The recombinant plasmid pcDNA3.1-FRNK was successfully constructed and MDA-MB-435 cells stably transfected with pcDNA3.1-FRNK were obtained. MMP-9 protein expression was inhibited by 73.1% in MDA-MB-435 cells transfected with pcDNA3.1-FRNK compared to wild-type cells. In wound healing study, migrated cell count was significantly lower in MDA-MB-435/FRNK cells (0.35+/-0.02) than that in wild type cells (0.58+/-0.06, P<0.05). In Boyden chamber assay, the number of migrated MDA-MB-435/FRNK cells was (65.15+/-8.56), which was 66.57% of migrated wild type cells (97.86+/-5.44).

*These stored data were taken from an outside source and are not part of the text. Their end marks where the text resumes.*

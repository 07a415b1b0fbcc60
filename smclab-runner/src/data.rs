//! CSV bar loading.
//!
//! Expects a header of `timestamp,open,high,low,close,volume`. Timestamps are
//! RFC 3339, or a bare `YYYY-MM-DD` date taken as midnight UTC. Rows must be
//! sane OHLC (low <= open/close <= high, finite, non-negative volume) and
//! strictly increasing in time; the engine revalidates, but failing here
//! gives a line number.

use chrono::{DateTime, NaiveDate, Utc};
use serde::Deserialize;
use smclab_core::domain::Bar;
use std::path::{Path, PathBuf};
use thiserror::Error;
use tracing::info;

#[derive(Debug, Error)]
pub enum LoadError {
    #[error("csv error: {0}")]
    Csv(#[from] csv::Error),

    #[error("row {row}: unparseable timestamp '{value}'")]
    BadTimestamp { row: usize, value: String },

    #[error("row {row}: OHLC values violate low <= open/close <= high")]
    InsaneBar { row: usize },

    #[error("row {row}: timestamp not after the previous row")]
    OutOfOrder { row: usize },

    #[error("{path} contains no bars")]
    Empty { path: PathBuf },
}

#[derive(Debug, Deserialize)]
struct CsvRow {
    timestamp: String,
    open: f64,
    high: f64,
    low: f64,
    close: f64,
    volume: f64,
}

fn parse_timestamp(value: &str) -> Option<DateTime<Utc>> {
    if let Ok(dt) = DateTime::parse_from_rfc3339(value) {
        return Some(dt.with_timezone(&Utc));
    }
    let date: NaiveDate = value.parse().ok()?;
    Some(date.and_hms_opt(0, 0, 0)?.and_utc())
}

/// Load a full bar series from a CSV file.
pub fn load_bars(path: &Path) -> Result<Vec<Bar>, LoadError> {
    let mut reader = csv::Reader::from_path(path)?;

    let mut bars: Vec<Bar> = Vec::new();
    for (i, record) in reader.deserialize::<CsvRow>().enumerate() {
        let row = i + 2; // 1-based, after the header
        let record = record?;
        let timestamp =
            parse_timestamp(&record.timestamp).ok_or_else(|| LoadError::BadTimestamp {
                row,
                value: record.timestamp.clone(),
            })?;

        let bar = Bar {
            timestamp,
            open: record.open,
            high: record.high,
            low: record.low,
            close: record.close,
            volume: record.volume,
        };
        if !bar.is_sane() {
            return Err(LoadError::InsaneBar { row });
        }
        if let Some(prev) = bars.last() {
            if bar.timestamp <= prev.timestamp {
                return Err(LoadError::OutOfOrder { row });
            }
        }
        bars.push(bar);
    }

    if bars.is_empty() {
        return Err(LoadError::Empty {
            path: path.to_path_buf(),
        });
    }
    info!(path = %path.display(), bars = bars.len(), "loaded bar series");
    Ok(bars)
}

#[cfg(test)]
mod tests {
    use super::*;
    use std::io::Write;

    fn write_csv(content: &str) -> tempfile::NamedTempFile {
        let mut file = tempfile::NamedTempFile::new().unwrap();
        file.write_all(content.as_bytes()).unwrap();
        file
    }

    #[test]
    fn loads_rfc3339_and_date_timestamps() {
        let file = write_csv(
            "timestamp,open,high,low,close,volume\n\
             2024-01-02T21:00:00Z,100.0,101.0,99.0,100.5,1000\n\
             2024-01-03,100.5,102.0,100.0,101.5,1200\n",
        );
        let bars = load_bars(file.path()).unwrap();
        assert_eq!(bars.len(), 2);
        assert_eq!(bars[0].close, 100.5);
        assert!(bars[1].timestamp > bars[0].timestamp);
    }

    #[test]
    fn rejects_inverted_ohlc() {
        let file = write_csv(
            "timestamp,open,high,low,close,volume\n\
             2024-01-02,100.0,99.0,101.0,100.5,1000\n",
        );
        assert!(matches!(
            load_bars(file.path()),
            Err(LoadError::InsaneBar { row: 2 })
        ));
    }

    #[test]
    fn rejects_non_increasing_timestamps() {
        let file = write_csv(
            "timestamp,open,high,low,close,volume\n\
             2024-01-03,100.0,101.0,99.0,100.5,1000\n\
             2024-01-02,100.5,102.0,100.0,101.5,1200\n",
        );
        assert!(matches!(
            load_bars(file.path()),
            Err(LoadError::OutOfOrder { row: 3 })
        ));
    }

    #[test]
    fn rejects_garbage_timestamp() {
        let file = write_csv(
            "timestamp,open,high,low,close,volume\n\
             yesterday,100.0,101.0,99.0,100.5,1000\n",
        );
        assert!(matches!(
            load_bars(file.path()),
            Err(LoadError::BadTimestamp { row: 2, .. })
        ));
    }

    #[test]
    fn rejects_empty_file() {
        let file = write_csv("timestamp,open,high,low,close,volume\n");
        assert!(matches!(load_bars(file.path()), Err(LoadError::Empty { .. })));
    }
}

These findings suggest that FRNK may inhibit the migration of the human breast carcinoma cell line MDA-MB-435. And the suppressive effect may be due to the down-regulation of MMP-9 in MDA-MB-435 cells.
粘着斑激酶(FAK)的过表达或过度激活与癌症迁移相关。FAK相关非激酶(FRNK)作为FAK的内源性抑制剂,可与FAK竞争粘着斑结合位点。本研究旨在确定FRNK基因对人乳腺癌细胞系MDA-MB-435迁移的抑制作用,并探讨其可能机制。
通过逆转录聚合酶链反应(RT-PCR)扩增FRNK cDNA的功能片段,并将其克隆到pcDNA3.1载体中。使用脂质体2000将重组pcDNA3.1-FRNK转染到MDA-MB-435细胞中。在含有遗传霉素(G418)的培养基中筛选稳定转染的细胞。通过蛋白质免疫印迹法检测稳定转染的MDA-MB-435细胞中FRNK的表达以及野生型和转染的MDA-MB-435细胞中基质金属蛋白酶-9(MMP-9)的表达。分别使用细胞划痕愈合实验和Boyden小室实验在体外确定FRNK对细胞迁移的影响。
成功构建了重组质粒pcDNA3.1-FRNK,并获得了稳定转染pcDNA3.1-FRNK的MDA-MB-435细胞。与野生型细胞相比,转染pcDNA3.1-FRNK的MDA-MB-435细胞中MMP-9蛋白表达受到73.1%的抑制。在划痕愈合实验中,MDA-MB-435/FRNK细胞的迁移细胞数(0.35±0.02)明显低于野生型细胞(其迁移细胞数为0.58±0.06,P<0.05)。在Boyden小室实验中,MDA-MB-435/FRNK细胞的迁移数为(65.15±8.56),是野生型细胞迁移数(97.86±5.44)的66.57%。
这些发现表明FRNK可能抑制人乳腺癌细胞系MDA-MB-435的迁移。并且这种抑制作用可能是由于MDA-MB-435细胞中MMP-9表达下调所致。